These two features of RSV infection (i.e., susceptibility to repeat infection and enhanced disease during a recall/memory adaptive immune response to infection after vaccination) suggest that RSV employs one or more novel mechanisms of immune dysregulation to propagate and maintain a reservoir within the human population.

This article will focus exclusively on the interaction of RSV with T lymphocytes. In the first section (WHAT DOES RSV DO TO T LYMPHOCYTES?), we will review the evidence that RSV infection of the respiratory tract can inhibit/alter the activation of T cells, and thereby suppress the expression of T cell effector activity—because this effect of RSV may have important implications for the development of severe acute disease during primary RSV infection. In the second section (HOW DO T CELLS BEHAVE DURING RSV INFECTION?), we will examine the behavior of T cells—in particular, the trafficking of memory T cells responding to RSV infection during the development of vaccine-associated enhanced pulmonary disease. This information (on T cell behavior) is providing insight into the interplay of T cells in regulating the adaptive immune response to RSV, and may provide new information on the function of T cells in allergic airway disease.
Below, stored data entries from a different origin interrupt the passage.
//! Connection profile models.
//!
//! A [`ConnectionProfile`] is what the registry persists. A
//! [`ConnectionSummary`] is what leaves the component boundary: it never
//! carries the password.

use crate::error::{DbError, DbResult};
use chrono::{DateTime, Utc};
use serde::{Deserialize, Serialize};
use std::path::PathBuf;
use std::str::FromStr;

/// Supported database engines.
#[derive(Debug, Clone, Copy, PartialEq, Eq, Hash, Serialize, Deserialize)]
#[serde(rename_all = "lowercase")]
pub enum EngineType {
    PostgreSQL,
    /// Includes MariaDB
    MySQL,
    SQLite,
    MsSql,
    Oracle,
    Snowflake,
    BigQuery,
    ClickHouse,
    MongoDB,
}

impl EngineType {
    pub const ALL: [EngineType; 9] = [
        Self::PostgreSQL,
        Self::MySQL,
        Self::SQLite,
        Self::MsSql,
        Self::Oracle,
        Self::Snowflake,
        Self::BigQuery,
        Self::ClickHouse,
        Self::MongoDB,
    ];

    /// Get the display name for this engine.
    pub fn display_name(&self) -> &'static str {
        match self {
            Self::PostgreSQL => "PostgreSQL",
            Self::MySQL => "MySQL",
            Self::SQLite => "SQLite",
            Self::MsSql => "SQL Server",
            Self::Oracle => "Oracle",
            Self::Snowflake => "Snowflake",
            Self::BigQuery => "BigQuery",
            Self::ClickHouse => "ClickHouse",
            Self::MongoDB => "MongoDB",
        }
    }

    /// Get the default port for this engine.
    pub fn default_port(&self) -> Option<u16> {
        match self {
            Self::PostgreSQL => Some(5432),
            Self::MySQL => Some(3306),
            Self::MsSql => Some(1433),
            Self::Oracle => Some(1521),
            Self::ClickHouse => Some(8123),
            Self::MongoDB => Some(27017),
            Self::SQLite | Self::Snowflake | Self::BigQuery => None,
        }
    }

    pub fn is_file_based(&self) -> bool {
        matches!(self, Self::SQLite)
    }

    pub fn is_document_store(&self) -> bool {
        matches!(self, Self::MongoDB)
    }

    /// Leading keywords the read-only gate accepts for this engine.
    pub fn accepted_leading_keywords(&self) -> &'static [&'static str] {
        match self {
            Self::SQLite => &["SELECT", "WITH", "EXPLAIN"],
            Self::PostgreSQL => &["SELECT", "WITH", "SHOW", "EXPLAIN"],
            _ => &["SELECT", "WITH", "SHOW", "EXPLAIN", "DESCRIBE", "DESC"],
        }
    }
}

impl std::fmt::Display for EngineType {
    fn fmt(&self, f: &mut std::fmt::Formatter<'_>) -> std::fmt::Result {
        write!(f, "{}", self.display_name())
    }
}

impl FromStr for EngineType {
    type Err = DbError;

    fn from_str(s: &str) -> Result<Self, Self::Err> {
        match s.trim().to_lowercase().as_str() {
            "postgresql" | "postgres" | "pg" => Ok(Self::PostgreSQL),
            "mysql" | "mariadb" => Ok(Self::MySQL),
            "sqlite" | "sqlite3" => Ok(Self::SQLite),
            "mssql" | "sqlserver" | "sql server" => Ok(Self::MsSql),
            "oracle" => Ok(Self::Oracle),
            "snowflake" => Ok(Self::Snowflake),
            "bigquery" => Ok(Self::BigQuery),
            "clickhouse" => Ok(Self::ClickHouse),
            "mongodb" | "mongo" => Ok(Self::MongoDB),
            other => Err(DbError::validation(format!("Unknown engine type: {other}"))),
        }
    }
}

/// Engine-specific connection fields. Which ones are required depends on
/// the engine; see [`ConnectionParams::validate_for`].
#[derive(Clone, Default, Serialize, Deserialize, PartialEq, Eq)]
pub struct ConnectionParams {
    #[serde(default, skip_serializing_if = "Option::is_none")]
    pub host: Option<String>,
    #[serde(default, skip_serializing_if = "Option::is_none")]
    pub port: Option<u16>,
    #[serde(default, skip_serializing_if = "Option::is_none")]
    pub database: Option<String>,
    #[serde(default, skip_serializing_if = "Option::is_none")]
    pub username: Option<String>,
    /// Contains sensitive data - never log
    #[serde(default, skip_serializing_if = "Option::is_none")]
    pub password: Option<String>,
    /// Embedded engines only
    #[serde(default, skip_serializing_if = "Option::is_none")]
    pub file_path: Option<PathBuf>,
    #[serde(default, skip_serializing_if = "Option::is_none")]
    pub account: Option<String>,
    #[serde(default, skip_serializing_if = "Option::is_none")]
    pub warehouse: Option<String>,
    #[serde(default, skip_serializing_if = "Option::is_none")]
    pub project: Option<String>,
    #[serde(default, skip_serializing_if = "Option::is_none")]
    pub dataset: Option<String>,
    #[serde(default)]
    pub ssl: bool,
}

impl std::fmt::Debug for ConnectionParams {
    fn fmt(&self, f: &mut std::fmt::Formatter<'_>) -> std::fmt::Result {
        f.debug_struct("ConnectionParams")
            .field("host", &self.host)
            .field("port", &self.port)
            .field("database", &self.database)
            .field("username", &self.username)
            .field("password", &self.password.as_ref().map(|_| "****"))
            .field("file_path", &self.file_path)
            .field("account", &self.account)
            .field("warehouse", &self.warehouse)
            .field("project", &self.project)
            .field("dataset", &self.dataset)
            .field("ssl", &self.ssl)
            .finish()
    }
}

fn present(value: &Option<String>) -> bool {
    value.as_deref().is_some_and(|v| !v.trim().is_empty())
}

impl ConnectionParams {
    /// Check that every field the engine needs is present.
    pub fn validate_for(&self, engine: EngineType) -> DbResult<()> {
        let mut missing: Vec<&'static str> = Vec::new();
        let mut require = |name: &'static str, ok: bool| {
            if !ok {
                missing.push(name);
            }
        };

        match engine {
            EngineType::SQLite => require(
                "file_path",
                self.file_path
                    .as_ref()
                    .is_some_and(|p| !p.as_os_str().is_empty()),
            ),
            EngineType::PostgreSQL | EngineType::MySQL | EngineType::MsSql | EngineType::Oracle => {
                require("host", present(&self.host));
                require("database", present(&self.database));
                require("username", present(&self.username));
            }
            EngineType::ClickHouse => require("host", present(&self.host)),
            EngineType::Snowflake => {
                require("account", present(&self.account));
                require("warehouse", present(&self.warehouse));
                require("username", present(&self.username));
            }
            EngineType::BigQuery => {
                require("project", present(&self.project));
                require("dataset", present(&self.dataset));
            }
            EngineType::MongoDB => {
                require("host", present(&self.host));
                require("database", present(&self.database));
            }
        }

        if !missing.is_empty() {
            return Err(DbError::validation(format!(
                "{} connections require: {}",
                engine,
                missing.join(", ")
            )));
        }
        if self.port == Some(0) {
            return Err(DbError::validation("Port must be between 1 and 65535"));
        }
        Ok(())
    }

    /// Port to connect to, falling back to the engine default.
    pub fn port_or_default(&self, engine: EngineType) -> Option<u16> {
        self.port.or(engine.default_port())
    }
}

/// Input for creating or testing a connection.
#[derive(Debug, Clone, Serialize, Deserialize)]
pub struct ConnectionDraft {
    pub name: String,
    pub engine: EngineType,
    #[serde(flatten)]
    pub params: ConnectionParams,
    #[serde(default)]
    pub is_default: bool,
}

impl ConnectionDraft {
    pub fn new(name: impl Into<String>, engine: EngineType) -> Self {
        Self {
            name: name.into(),
            engine,
            params: ConnectionParams::default(),
            is_default: false,
        }
    }

    /// Draft for an embedded, file-based database.
    pub fn sqlite(name: impl Into<String>, file_path: impl Into<PathBuf>) -> Self {
        let mut draft = Self::new(name, EngineType::SQLite);
        draft.params.file_path = Some(file_path.into());
        draft
    }

    pub fn with_host(mut self, host: impl Into<String>) -> Self {
        self.params.host = Some(host.into());
        self
    }

    pub fn with_port(mut self, port: u16) -> Self {
        self.params.port = Some(port);
        self
    }

    pub fn with_database(mut self, database: impl Into<String>) -> Self {
        self.params.database = Some(database.into());
        self
    }

    pub fn with_credentials(
        mut self,
        username: impl Into<String>,
        password: impl Into<String>,
    ) -> Self {
        self.params.username = Some(username.into());
        self.params.password = Some(password.into());
        self
    }

    pub fn with_ssl(mut self, ssl: bool) -> Self {
        self.params.ssl = ssl;
        self
    }

    pub fn with_default(mut self, is_default: bool) -> Self {
        self.is_default = is_default;
        self
    }

    /// Validate name and engine-specific required fields.
    pub fn validate(&self) -> DbResult<()> {
        if self.name.trim().is_empty() {
            return Err(DbError::validation("Connection name cannot be empty"));
        }
        self.params.validate_for(self.engine)
    }

    /// Materialise a profile with a fresh id and timestamps.
    pub fn into_profile(self) -> ConnectionProfile {
        let now = Utc::now();
        ConnectionProfile {
            id: uuid::Uuid::new_v4().to_string(),
            name: self.name,
            engine: self.engine,
            params: self.params,
            is_default: self.is_default,
            created_at: now,
            updated_at: now,
        }
    }
}

/// A persisted description of how to reach one database instance.
#[derive(Debug, Clone, Serialize, Deserialize)]
pub struct ConnectionProfile {
    pub id: String,
    pub name: String,
    pub engine: EngineType,
    #[serde(flatten)]
    pub params: ConnectionParams,
    #[serde(default)]
    pub is_default: bool,
    pub created_at: DateTime<Utc>,
    pub updated_at: DateTime<Utc>,
}

impl ConnectionProfile {
    /// Redacted view for the component boundary.
    pub fn summary(&self) -> ConnectionSummary {
        ConnectionSummary::from(self)
    }
}

/// Connection information returned across the boundary (no secrets exposed).
#[derive(Debug, Clone, Serialize)]
pub struct ConnectionSummary {
    pub id: String,
    pub name: String,
    pub engine: EngineType,
    #[serde(skip_serializing_if = "Option::is_none")]
    pub host: Option<String>,
    #[serde(skip_serializing_if = "Option::is_none")]
    pub port: Option<u16>,
    #[serde(skip_serializing_if = "Option::is_none")]
    pub database: Option<String>,
    #[serde(skip_serializing_if = "Option::is_none")]
    pub username: Option<String>,
    #[serde(skip_serializing_if = "Option::is_none")]
    pub file_path: Option<PathBuf>,
    #[serde(skip_serializing_if = "Option::is_none")]
    pub account: Option<String>,
    #[serde(skip_serializing_if = "Option::is_none")]
    pub warehouse: Option<String>,
    #[serde(skip_serializing_if = "Option::is_none")]
    pub project: Option<String>,
    #[serde(skip_serializing_if = "Option::is_none")]
    pub dataset: Option<String>,
    pub ssl: bool,
    pub has_password: bool,
    pub is_default: bool,
    pub created_at: DateTime<Utc>,
    pub updated_at: DateTime<Utc>,
}

impl From<&ConnectionProfile> for ConnectionSummary {
    fn from(profile: &ConnectionProfile) -> Self {
        let p = &profile.params;
        Self {
            id: profile.id.clone(),
            name: profile.name.clone(),
            engine: profile.engine,
            host: p.host.clone(),
            port: p.port,
            database: p.database.clone(),
            username: p.username.clone(),
            file_path: p.file_path.clone(),
            account: p.account.clone(),
            warehouse: p.warehouse.clone(),
            project: p.project.clone(),
            dataset: p.dataset.clone(),
            ssl: p.ssl,
            has_password: p.password.is_some(),
            is_default: profile.is_default,
            created_at: profile.created_at,
            updated_at: profile.updated_at,
        }
    }
}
	WHAT DOES RSV DO TO T LYMPHOCYTES?

TOP ABSTRACT WHAT DOES RSV DO... HOW DO T CELLS... WHAT ARE THE IMPLICATIONS... REFERENCES

 
There is an ever-expanding body of data documenting the suppressive effect of viruses (and specific viral gene products) on the development and expression of both innate and adaptive immune responses. The interaction of RSV with components of the innate immune system and the novel features of the interaction on the expression of innate effector mechanisms (e.g., cytokine/chemokine production, natural killer [NK] cell responses, etc.) have been recently reviewed (12, 13), and are discussed in other reports in this compendium. Because the induction of an innate immune response is critical for the development of an effective adaptive immune response, the interplay between these two components of the host response must ultimately be integrated into our understanding of T cell function during RSV infection. Nevertheless, there is evidence (in the human and in the experimental murine model of RSV infection, discussed below) for both direct inhibition of T cell activation, and for suppression of T cell effector activity.

In addressing the question "What does RSV do to T lymphocytes?," it is useful to point out a potential paradox concerning the role of T cells in the response to RSV infection—that is, although T cells (both CD4⁺ and CD8⁺) appear to play an important role in viral clearance, studies in experimental models also indicate that effector T cells responding to RSV infection also contribute to injury development. That the adaptive host immune response contributes to the overall inflammatory response (and, therefore, injury at the site of infection) during virus clearance is generally accepted as an unavoidable consequence of pathogen elimination. In the case of RSV infection, excessive pulmonary injury temporally associated with the mobilization of the T cell response to infection in the lungs could reflect a deficit in the induction of an effective effector T cell response to RSV, a delay in the tempo of T cell activation, or an alteration in the expression of T cell effector activity in the infected respiratory tract (induced by the virus). As discussed below, one or more of the effects may be manifestations of RSV-induced immune dysregulation.

Early studies in humans, where peripheral blood mononuclear cells (PBMC) were co-cultured with RSV, revealed that the interaction of PBMC with virus resulted in the release of soluble factor(s) from cultured cells, which could suppress in vitro T cell activation (14). The monocyte/macrophage fraction of the PBMC was the apparent source of this suppressive activity; and number of soluble factors (e.g., interleukin [IL]-10, transforming growth factor-ß, etc.) released as a result of mononuclear cell interaction with the virus could account for this suppressive effect.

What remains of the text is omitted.